It seemed like a good idea when I brought it up to Rosalie, renting a space at the Johnson Rec Center parking lot for the big all-city garage sale yesterday. Fifteen bucks for the space, eight bucks to rent a table. She thought it would be a good way to get rid of some of the baggage we’d acquired in the last several decades. It seemed like such a good idea that she took two days off from work, Friday to get ready and Saturday to go with me to our parking lot space.
We had organized our stuff a week before the sale, Rosalie taking care of all the odds and ends in our cupboards—knick knacks and bud vases and electric juicers and coasters and thermoses, even a crystal punch bowl with eight cups hanging from hooks alongside the bowl, one of my more stupid purchases years ago when we had a cocktail party with too many guests. And a vacuum sweeper we’d replaced with a newer, bigger vacuum. And the two bikes we hadn’t ridden in about ten years. And I organized the many many books I no longer needed (still wanted, but no longer needed) and all the cd’s I’d acquired, no longer needing them because the music they contained was now safely harbored in my computer, and all my excessive golf equipment I no longer needed since my golfing days seem near an end. Friday afternoon I had loaded the car with our long folding table and the card table, and all the boxes of inside stuff and some of the boxes of my books and one of the bikes. The organizing and getting ready was finally at an end, and Friday night was here. And the next day we could get this good idea on the road.
We arose at 4:15, left the house at 5:10 for our 5:15 arrival at the parking lot. Got there in pitch darkness, where a young man directed us to our assigned spot. Unloaded the car. Returned home for another load while Rosalie stayed behind to start arranging our stuff. Loaded a bunch more boxes of books and all my cd’s (about 300), some of the golf stuff, and the other bike. Back to Rosalie. Unloaded. Returned home, but by this time, the 6:30 deadline for cars in the area approached. Somehow I muscled a large, very heavy bookcase into the trunk (the bookcase, lying across two tables, would hold the books), the rest of the books, the rest of the golf stuff, back to unload right at 6:30. Parked the car in the vendor spaces and got back to Rosalie in time to get set up for the 7:00 starting time. All together, there were over a hundred people who had rented spaces for the sale. As the day lightened, I could see tents and large picnic umbrellas going up, tables covered with wares, vendors and early purchasers wandering around, checking out all the stuff everyone had brought to sell. I was surprised to see so many sites with clothes to sell, even one nearby with shoes and used socks. Who in the world would want to buy used shoes, let alone used socks? That’s just one cut above buying used underwear. I shudder to think about anyone wanting to buy either.

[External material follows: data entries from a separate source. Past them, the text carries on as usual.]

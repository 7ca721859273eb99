// Copyright (c) 2025 Steve Wagner (ciroque@live.com)
// SPDX-License-Identifier: MIT

//! Reversible codecs: hex, base64, URL percent-encoding and JSON.
//!
//! Each decoder is the exact inverse of its encoder and rejects malformed
//! input with a [`FormatError`]. Reasons carry offsets, never input.

use base64::{engine::general_purpose::STANDARD, Engine as _};
use percent_encoding::{percent_decode, percent_encode, AsciiSet, NON_ALPHANUMERIC};
use serde::Serialize;

use crate::config::consts::DEFAULT_URL_SAFE;
use crate::errors::{FormatError, TransformError};
use crate::value::{Arguments, Value};

/// Escaped by `urlencode`: everything except letters, digits and `_.-~`.
const URL_ENCODE_SET: &AsciiSet = &NON_ALPHANUMERIC
    .remove(b'_')
    .remove(b'.')
    .remove(b'-')
    .remove(b'~');

/// Hex text to bytes. Whitespace between digits is ignored.
pub fn hex_to_bytes(value: Value, _args: &Arguments) -> Result<Value, TransformError> {
    let text = value.into_text()?;
    let mut digits = String::with_capacity(text.len());
    // byte offset in `text` of every byte kept in `digits`
    let mut offsets = Vec::with_capacity(text.len());
    for (offset, c) in text.char_indices().filter(|(_, c)| !c.is_whitespace()) {
        digits.push(c);
        offsets.extend(offset..offset + c.len_utf8());
    }
    hex::decode(&digits)
        .map(Value::Bytes)
        .map_err(|e| hex_error(e, &offsets).into())
}

fn hex_error(error: hex::FromHexError, offsets: &[usize]) -> FormatError {
    let reason = match error {
        hex::FromHexError::InvalidHexCharacter { index, .. } => {
            let offset = offsets.get(index).copied().unwrap_or(index);
            format!("invalid digit at offset {}", offset)
        }
        hex::FromHexError::OddLength => "odd number of digits".to_string(),
        hex::FromHexError::InvalidStringLength => "invalid length".to_string(),
    };
    FormatError::new("hex", reason)
}

/// Bytes to lowercase hex.
///
/// Arguments: `sep` (0) placed between blocks, `bytes_per_block` (1) block
/// size counted from the left (default 1 when a separator is given) and
/// `upper` (2) for uppercase digits.
pub fn bytes_to_hex(value: Value, args: &Arguments) -> Result<Value, TransformError> {
    let bytes = value.into_bytes()?;
    let sep = args.text(0, "sep")?;
    let bytes_per_block = args.usize(1, "bytes_per_block")?.unwrap_or(1);
    let upper = args.boolean(2, "upper")?.unwrap_or(false);

    let encode = |chunk: &[u8]| {
        if upper {
            hex::encode_upper(chunk)
        } else {
            hex::encode(chunk)
        }
    };

    let text = match sep {
        Some(sep) if !sep.is_empty() && bytes_per_block > 0 => bytes
            .chunks(bytes_per_block)
            .map(encode)
            .collect::<Vec<_>>()
            .join(sep),
        _ => encode(&bytes),
    };
    Ok(Value::Text(text))
}

pub fn bytes_to_b64(value: Value, _args: &Arguments) -> Result<Value, TransformError> {
    Ok(Value::Text(STANDARD.encode(value.into_bytes()?)))
}

pub fn b64_to_bytes(value: Value, _args: &Arguments) -> Result<Value, TransformError> {
    let text = value.into_text()?;
    STANDARD
        .decode(text.trim_end())
        .map(Value::Bytes)
        .map_err(|e| base64_error(e).into())
}

fn base64_error(error: base64::DecodeError) -> FormatError {
    let reason = match error {
        base64::DecodeError::InvalidByte(offset, _) => {
            format!("invalid symbol at offset {}", offset)
        }
        base64::DecodeError::InvalidLength => "invalid length".to_string(),
        base64::DecodeError::InvalidLastSymbol(offset, _) => {
            format!("invalid trailing symbol at offset {}", offset)
        }
        base64::DecodeError::InvalidPadding => "invalid padding".to_string(),
    };
    FormatError::new("base64", reason)
}

/// Percent-encode text (or bytes).
///
/// Letters, digits and `_.-~` are never escaped. Arguments: `safe` (0), extra
/// ASCII characters to leave as-is, `/` unless bound.
pub fn urlencode(value: Value, args: &Arguments) -> Result<Value, TransformError> {
    let bytes = value.into_byte_like()?;
    let safe = args.text_or(0, "safe", DEFAULT_URL_SAFE)?;

    let safe: Vec<u8> = safe.bytes().filter(u8::is_ascii).collect();
    let escaped = percent_encode(&bytes, URL_ENCODE_SET);
    if safe.is_empty() {
        return Ok(Value::Text(escaped.to_string()));
    }

    // escapes come out one `%XX` chunk per byte; safe ones are put back
    let mut encoded = String::with_capacity(bytes.len());
    for chunk in escaped {
        match chunk
            .strip_prefix('%')
            .and_then(|digits| u8::from_str_radix(digits, 16).ok())
        {
            Some(b) if safe.contains(&b) => encoded.push(char::from(b)),
            _ => encoded.push_str(chunk),
        }
    }
    Ok(Value::Text(encoded))
}

/// Decode `%XX` escapes. A `%` not followed by two hex digits is rejected.
pub fn urldecode(value: Value, _args: &Arguments) -> Result<Value, TransformError> {
    let text = value.into_text()?;
    let raw = text.as_bytes();

    let mut offset = 0;
    while let Some(found) = raw[offset..].iter().position(|b| *b == b'%') {
        let at = offset + found;
        let escape = raw.get(at + 1..at + 3);
        if !escape.is_some_and(|digits| digits.iter().all(u8::is_ascii_hexdigit)) {
            return Err(FormatError::new("url", format!("incomplete escape at offset {}", at)).into());
        }
        offset = at + 3;
    }

    percent_decode(raw)
        .decode_utf8()
        .map(|decoded| Value::Text(decoded.into_owned()))
        .map_err(|e| {
            FormatError::new(
                "url",
                format!(
                    "decoded bytes are not UTF-8 (valid up to byte {})",
                    e.valid_up_to()
                ),
            )
            .into()
        })
}

/// Serialize a value as JSON text.
///
/// Arguments: `indent` (0), spaces per level for pretty output; compact
/// when unbound.
pub fn json_to_str(value: Value, args: &Arguments) -> Result<Value, TransformError> {
    let json = value.to_json()?;
    let text = match args.usize(0, "indent")? {
        None => serde_json::to_string(&json),
        Some(indent) => {
            let indent = " ".repeat(indent);
            let mut out = Vec::new();
            let formatter = serde_json::ser::PrettyFormatter::with_indent(indent.as_bytes());
            let mut serializer = serde_json::Serializer::with_formatter(&mut out, formatter);
            json.serialize(&mut serializer)
                .map(|_| String::from_utf8_lossy(&out).into_owned())
        }
    }
    .map_err(|e| FormatError::new("json", format!("cannot serialize: {:?}", e.classify())))?;
    Ok(Value::Text(text))
}

pub fn str_to_json(value: Value, _args: &Arguments) -> Result<Value, TransformError> {
    let text = value.into_text()?;
    serde_json::from_str::<serde_json::Value>(&text)
        .map(Value::from_json)
        .map_err(|e| {
            FormatError::new(
                "json",
                format!(
                    "{:?} error at line {} column {}",
                    e.classify(),
                    e.line(),
                    e.column()
                ),
            )
            .into()
        })
}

The sun rose in a cloudless sky, a breezeless day, temps rising into the high 80’s, the mid-90’s in the sun. Which is where we were for seven hours until we could pack up and come home at 1:00. I had enough sense to wear a hat, but Rosalie was there without, not even sunscreen. It was a long, sunny day.
And it was a long weary day watching people wander up to paw through the books and cd’s, to look at and inquire about the prices on my five sets of irons, my multitude of old drivers and 3-woods and oddball hybrids, all the sleeves of golf balls I’d bought and then tucked away for some future time when I’d need them, the bikes, the vacuum sweeper. I thought at the price I’d set for the books and cd’s, a buck apiece, that I’d have lots of people realizing what a good deal that was, especially for the cd’s. Wrong. Most bought from one to five. Only one guy was smart enough to find 21 cd’s he wanted. A lady asked if I had any Elvis and I told her I thought the day the music died was the day Elvis first stepped on stage. Oh, my, was she incensed.
As the day wore on, we kept dropping the prices on nearly everything. The bikes and vacuum went for $15 apiece, one of the iron sets for $30, the glassware and knickknacks went for about a penny on the dollar. I’d forgotten how little either of us liked to engage in haggling. And it seemed that nobody wanted anything they couldn’t get for practically nothing.
Finally, 1:00 came limping in and we were able to pack up and bring home more than half of what we’d taken. And we were hot, and dirty, and more weary than either of us had felt for a very long time. We sat on the patio, panting, heaving sighs of exhaustion, shaking our heads. We counted the money. About $400 on stuff that was originally worth well over $5,000. That came to about eight cents on the dollar.
It had NOT been a good day, it had NOT been a good idea. Why must we learn life’s lessons only after it's too late? We took hot showers to cleanse ourselves of the grit from our labors, to cleanse ourselves of the psychic grit from selling ourselves like whores on a midnight street corner. And we swore to each other that we would never again engage in a garage sale. Never, never, never. NEVER!